Task prompt →
Each line in the entries below that contains the word "table" counts once. Report how many there are and nothing more.
(Input records begins)
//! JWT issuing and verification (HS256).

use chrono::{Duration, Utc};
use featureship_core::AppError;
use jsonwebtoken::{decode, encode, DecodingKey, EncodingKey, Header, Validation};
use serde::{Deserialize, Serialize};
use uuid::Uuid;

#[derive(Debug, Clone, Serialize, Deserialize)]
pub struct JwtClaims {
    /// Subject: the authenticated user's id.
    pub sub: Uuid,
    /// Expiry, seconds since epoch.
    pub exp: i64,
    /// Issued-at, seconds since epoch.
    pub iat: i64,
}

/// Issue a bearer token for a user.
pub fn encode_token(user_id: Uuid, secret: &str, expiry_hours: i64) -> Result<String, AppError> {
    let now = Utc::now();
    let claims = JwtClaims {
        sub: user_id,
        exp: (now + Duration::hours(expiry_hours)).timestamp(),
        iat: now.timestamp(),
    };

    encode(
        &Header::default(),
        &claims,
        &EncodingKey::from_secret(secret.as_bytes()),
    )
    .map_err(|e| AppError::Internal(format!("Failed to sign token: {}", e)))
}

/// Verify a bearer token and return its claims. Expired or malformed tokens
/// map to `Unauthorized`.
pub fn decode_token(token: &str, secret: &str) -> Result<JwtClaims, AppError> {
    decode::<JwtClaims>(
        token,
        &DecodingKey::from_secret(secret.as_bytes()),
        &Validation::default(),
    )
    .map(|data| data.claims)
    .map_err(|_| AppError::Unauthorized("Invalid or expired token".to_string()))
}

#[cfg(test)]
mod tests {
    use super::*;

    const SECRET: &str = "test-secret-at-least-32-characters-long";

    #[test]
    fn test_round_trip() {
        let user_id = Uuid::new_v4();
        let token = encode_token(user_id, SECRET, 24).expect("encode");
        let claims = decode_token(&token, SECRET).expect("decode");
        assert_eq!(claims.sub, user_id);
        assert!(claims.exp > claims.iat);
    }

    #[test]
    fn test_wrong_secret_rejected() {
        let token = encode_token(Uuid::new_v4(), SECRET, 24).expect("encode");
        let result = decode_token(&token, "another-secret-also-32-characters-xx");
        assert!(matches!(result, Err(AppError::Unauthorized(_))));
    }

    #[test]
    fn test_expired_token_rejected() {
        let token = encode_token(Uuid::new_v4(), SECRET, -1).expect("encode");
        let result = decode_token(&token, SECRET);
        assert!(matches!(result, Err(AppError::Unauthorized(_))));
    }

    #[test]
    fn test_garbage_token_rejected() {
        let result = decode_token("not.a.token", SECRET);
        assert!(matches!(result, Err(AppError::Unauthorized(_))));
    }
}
(Input records ends)
(Input records begins)
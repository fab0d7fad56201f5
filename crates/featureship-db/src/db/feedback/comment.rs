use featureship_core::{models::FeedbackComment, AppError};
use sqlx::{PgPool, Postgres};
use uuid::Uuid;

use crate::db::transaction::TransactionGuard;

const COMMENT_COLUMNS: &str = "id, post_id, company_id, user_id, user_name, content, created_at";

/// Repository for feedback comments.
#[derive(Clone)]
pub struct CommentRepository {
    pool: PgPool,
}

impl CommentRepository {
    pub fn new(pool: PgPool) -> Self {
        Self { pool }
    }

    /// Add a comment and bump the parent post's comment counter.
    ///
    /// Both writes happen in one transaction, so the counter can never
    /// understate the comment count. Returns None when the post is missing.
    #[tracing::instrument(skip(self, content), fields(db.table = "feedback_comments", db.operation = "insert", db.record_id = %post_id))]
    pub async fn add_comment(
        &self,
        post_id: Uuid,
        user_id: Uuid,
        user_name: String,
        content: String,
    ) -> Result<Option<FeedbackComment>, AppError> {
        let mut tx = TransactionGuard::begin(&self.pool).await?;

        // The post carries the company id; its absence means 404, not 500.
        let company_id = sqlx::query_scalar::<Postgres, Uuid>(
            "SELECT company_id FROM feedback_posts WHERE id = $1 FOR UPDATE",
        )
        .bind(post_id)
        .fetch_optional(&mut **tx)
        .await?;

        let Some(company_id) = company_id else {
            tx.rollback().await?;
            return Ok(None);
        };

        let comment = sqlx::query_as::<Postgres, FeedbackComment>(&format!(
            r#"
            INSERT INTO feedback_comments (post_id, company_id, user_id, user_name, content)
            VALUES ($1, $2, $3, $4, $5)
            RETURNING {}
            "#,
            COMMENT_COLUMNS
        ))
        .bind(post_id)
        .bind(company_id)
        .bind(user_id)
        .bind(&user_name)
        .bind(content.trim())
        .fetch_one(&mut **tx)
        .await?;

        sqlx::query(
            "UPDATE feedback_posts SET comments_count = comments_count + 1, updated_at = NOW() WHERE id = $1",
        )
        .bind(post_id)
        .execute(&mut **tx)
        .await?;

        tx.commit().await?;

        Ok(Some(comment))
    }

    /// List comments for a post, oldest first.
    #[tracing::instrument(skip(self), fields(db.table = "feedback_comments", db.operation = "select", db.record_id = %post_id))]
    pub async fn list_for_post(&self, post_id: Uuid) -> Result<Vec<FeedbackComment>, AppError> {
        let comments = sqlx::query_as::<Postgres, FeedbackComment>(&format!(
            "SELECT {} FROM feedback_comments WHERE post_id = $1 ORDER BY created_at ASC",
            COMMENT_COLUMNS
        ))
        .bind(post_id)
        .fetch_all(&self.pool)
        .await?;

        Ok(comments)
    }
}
(Input records ends)
(Input records begins)
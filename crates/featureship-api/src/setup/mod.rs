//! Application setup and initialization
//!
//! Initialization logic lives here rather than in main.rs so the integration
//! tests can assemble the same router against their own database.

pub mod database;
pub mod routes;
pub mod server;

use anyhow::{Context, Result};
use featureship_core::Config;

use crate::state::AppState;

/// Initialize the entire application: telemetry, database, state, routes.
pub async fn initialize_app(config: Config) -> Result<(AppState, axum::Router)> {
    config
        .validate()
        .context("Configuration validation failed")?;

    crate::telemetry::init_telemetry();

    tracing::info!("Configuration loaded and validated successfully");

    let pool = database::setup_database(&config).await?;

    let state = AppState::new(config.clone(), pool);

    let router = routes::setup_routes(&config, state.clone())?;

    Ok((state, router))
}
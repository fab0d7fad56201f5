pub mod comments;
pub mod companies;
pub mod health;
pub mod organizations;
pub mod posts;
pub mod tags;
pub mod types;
(Input records ends)
Response to the task →
2